Items from a dataset
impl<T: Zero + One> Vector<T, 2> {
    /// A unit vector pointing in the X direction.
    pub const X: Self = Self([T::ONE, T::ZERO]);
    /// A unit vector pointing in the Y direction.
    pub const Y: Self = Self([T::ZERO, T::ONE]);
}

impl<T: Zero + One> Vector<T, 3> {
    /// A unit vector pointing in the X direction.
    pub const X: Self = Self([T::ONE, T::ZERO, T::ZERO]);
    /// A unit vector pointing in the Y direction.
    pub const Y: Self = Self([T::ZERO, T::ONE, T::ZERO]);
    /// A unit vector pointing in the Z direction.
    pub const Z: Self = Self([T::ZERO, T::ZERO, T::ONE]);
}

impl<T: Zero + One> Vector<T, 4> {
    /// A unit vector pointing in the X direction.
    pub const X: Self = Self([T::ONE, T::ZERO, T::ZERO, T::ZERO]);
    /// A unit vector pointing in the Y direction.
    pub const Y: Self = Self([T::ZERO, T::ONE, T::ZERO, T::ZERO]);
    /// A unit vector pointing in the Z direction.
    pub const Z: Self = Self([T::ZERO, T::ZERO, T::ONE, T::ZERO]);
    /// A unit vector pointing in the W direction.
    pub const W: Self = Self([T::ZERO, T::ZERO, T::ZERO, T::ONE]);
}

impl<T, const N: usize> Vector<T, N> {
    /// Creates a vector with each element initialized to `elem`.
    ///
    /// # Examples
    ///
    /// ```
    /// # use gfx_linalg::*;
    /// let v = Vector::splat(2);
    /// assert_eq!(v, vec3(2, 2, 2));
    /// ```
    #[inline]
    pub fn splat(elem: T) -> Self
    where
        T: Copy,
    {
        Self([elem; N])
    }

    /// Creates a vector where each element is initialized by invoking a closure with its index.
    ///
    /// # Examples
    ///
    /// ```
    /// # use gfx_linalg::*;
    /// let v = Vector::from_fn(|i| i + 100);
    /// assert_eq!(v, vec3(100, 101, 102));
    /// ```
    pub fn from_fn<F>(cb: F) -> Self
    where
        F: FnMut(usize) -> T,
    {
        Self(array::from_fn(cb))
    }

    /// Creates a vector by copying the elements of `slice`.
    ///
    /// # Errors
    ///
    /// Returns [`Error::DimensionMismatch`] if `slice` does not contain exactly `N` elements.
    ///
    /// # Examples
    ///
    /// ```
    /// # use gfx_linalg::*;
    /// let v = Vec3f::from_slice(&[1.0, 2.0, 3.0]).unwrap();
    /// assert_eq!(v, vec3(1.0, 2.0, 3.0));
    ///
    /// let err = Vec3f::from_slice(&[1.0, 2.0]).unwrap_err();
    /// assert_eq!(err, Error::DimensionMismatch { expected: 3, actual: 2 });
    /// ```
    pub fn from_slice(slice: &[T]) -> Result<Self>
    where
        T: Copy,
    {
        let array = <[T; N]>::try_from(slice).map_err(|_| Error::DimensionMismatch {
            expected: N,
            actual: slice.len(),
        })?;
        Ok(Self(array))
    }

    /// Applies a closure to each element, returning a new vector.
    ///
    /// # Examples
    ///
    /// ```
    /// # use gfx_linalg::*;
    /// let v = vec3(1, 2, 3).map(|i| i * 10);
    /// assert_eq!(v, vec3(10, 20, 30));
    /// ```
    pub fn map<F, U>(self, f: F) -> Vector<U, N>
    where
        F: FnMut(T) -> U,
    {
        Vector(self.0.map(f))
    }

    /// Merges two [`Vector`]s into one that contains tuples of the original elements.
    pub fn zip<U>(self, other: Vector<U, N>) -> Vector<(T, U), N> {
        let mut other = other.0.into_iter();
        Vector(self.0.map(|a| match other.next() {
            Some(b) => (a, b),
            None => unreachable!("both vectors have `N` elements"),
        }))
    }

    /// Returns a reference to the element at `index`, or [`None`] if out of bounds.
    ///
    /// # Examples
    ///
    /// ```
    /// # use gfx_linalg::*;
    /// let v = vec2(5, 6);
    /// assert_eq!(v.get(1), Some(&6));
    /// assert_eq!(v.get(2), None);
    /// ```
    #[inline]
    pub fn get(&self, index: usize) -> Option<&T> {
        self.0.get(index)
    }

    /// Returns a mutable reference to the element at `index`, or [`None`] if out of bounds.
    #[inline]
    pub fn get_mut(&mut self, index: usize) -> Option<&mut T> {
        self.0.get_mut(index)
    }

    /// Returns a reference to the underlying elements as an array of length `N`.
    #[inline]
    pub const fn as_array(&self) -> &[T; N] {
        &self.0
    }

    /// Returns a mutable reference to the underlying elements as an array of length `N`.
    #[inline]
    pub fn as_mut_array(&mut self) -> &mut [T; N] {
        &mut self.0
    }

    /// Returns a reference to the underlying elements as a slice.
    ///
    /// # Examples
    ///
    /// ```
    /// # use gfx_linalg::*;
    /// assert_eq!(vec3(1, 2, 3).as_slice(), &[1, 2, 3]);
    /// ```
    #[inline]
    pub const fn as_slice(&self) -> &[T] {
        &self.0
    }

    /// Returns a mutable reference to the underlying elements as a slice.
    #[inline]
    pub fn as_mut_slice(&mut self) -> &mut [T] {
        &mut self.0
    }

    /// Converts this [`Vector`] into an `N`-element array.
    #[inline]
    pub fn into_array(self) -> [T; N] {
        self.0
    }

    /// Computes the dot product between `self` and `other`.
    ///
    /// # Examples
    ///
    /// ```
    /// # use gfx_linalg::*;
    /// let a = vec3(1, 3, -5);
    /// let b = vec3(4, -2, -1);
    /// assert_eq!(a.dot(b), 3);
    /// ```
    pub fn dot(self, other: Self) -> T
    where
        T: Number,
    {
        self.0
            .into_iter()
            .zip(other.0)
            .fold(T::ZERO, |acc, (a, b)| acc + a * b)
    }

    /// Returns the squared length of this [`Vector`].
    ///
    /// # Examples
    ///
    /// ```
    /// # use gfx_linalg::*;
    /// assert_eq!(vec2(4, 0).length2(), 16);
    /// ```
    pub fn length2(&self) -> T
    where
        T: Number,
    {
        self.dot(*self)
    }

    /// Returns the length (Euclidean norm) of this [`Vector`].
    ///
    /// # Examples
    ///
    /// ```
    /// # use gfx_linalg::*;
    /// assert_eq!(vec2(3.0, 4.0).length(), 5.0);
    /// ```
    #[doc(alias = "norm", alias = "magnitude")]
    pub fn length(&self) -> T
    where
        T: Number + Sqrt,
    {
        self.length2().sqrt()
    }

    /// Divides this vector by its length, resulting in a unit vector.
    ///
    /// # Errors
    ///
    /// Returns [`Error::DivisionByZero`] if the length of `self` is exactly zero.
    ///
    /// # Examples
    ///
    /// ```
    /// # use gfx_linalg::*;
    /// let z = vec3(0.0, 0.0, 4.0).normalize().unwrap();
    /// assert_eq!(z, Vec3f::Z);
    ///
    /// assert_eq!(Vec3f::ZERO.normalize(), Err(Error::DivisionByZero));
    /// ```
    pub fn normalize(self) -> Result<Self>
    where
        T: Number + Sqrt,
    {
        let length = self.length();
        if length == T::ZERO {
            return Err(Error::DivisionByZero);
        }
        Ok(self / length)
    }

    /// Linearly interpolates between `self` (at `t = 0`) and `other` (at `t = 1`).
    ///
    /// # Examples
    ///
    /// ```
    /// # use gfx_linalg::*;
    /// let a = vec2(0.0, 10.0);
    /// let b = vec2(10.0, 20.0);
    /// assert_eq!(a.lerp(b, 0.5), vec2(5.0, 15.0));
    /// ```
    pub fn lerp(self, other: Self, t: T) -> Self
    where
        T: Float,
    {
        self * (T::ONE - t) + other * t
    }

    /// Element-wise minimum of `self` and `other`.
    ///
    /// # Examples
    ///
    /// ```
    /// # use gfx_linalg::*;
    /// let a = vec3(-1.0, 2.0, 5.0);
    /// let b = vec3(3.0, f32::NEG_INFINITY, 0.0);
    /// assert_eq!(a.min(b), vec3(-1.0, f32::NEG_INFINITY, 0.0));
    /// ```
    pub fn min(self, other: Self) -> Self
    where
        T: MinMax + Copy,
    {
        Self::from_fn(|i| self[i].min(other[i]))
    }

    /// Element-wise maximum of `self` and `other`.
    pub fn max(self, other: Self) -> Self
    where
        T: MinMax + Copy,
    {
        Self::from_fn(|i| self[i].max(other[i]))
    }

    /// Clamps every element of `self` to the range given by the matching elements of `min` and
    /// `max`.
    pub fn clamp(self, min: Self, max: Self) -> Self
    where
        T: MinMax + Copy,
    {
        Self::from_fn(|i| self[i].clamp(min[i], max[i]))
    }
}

* TO DO *
Check each line above for the string "closure" and copy the ones that have it.

* FINISHED EXERCISE *
    /// Creates a vector where each element is initialized by invoking a closure with its index.
    /// Applies a closure to each element, returning a new vector.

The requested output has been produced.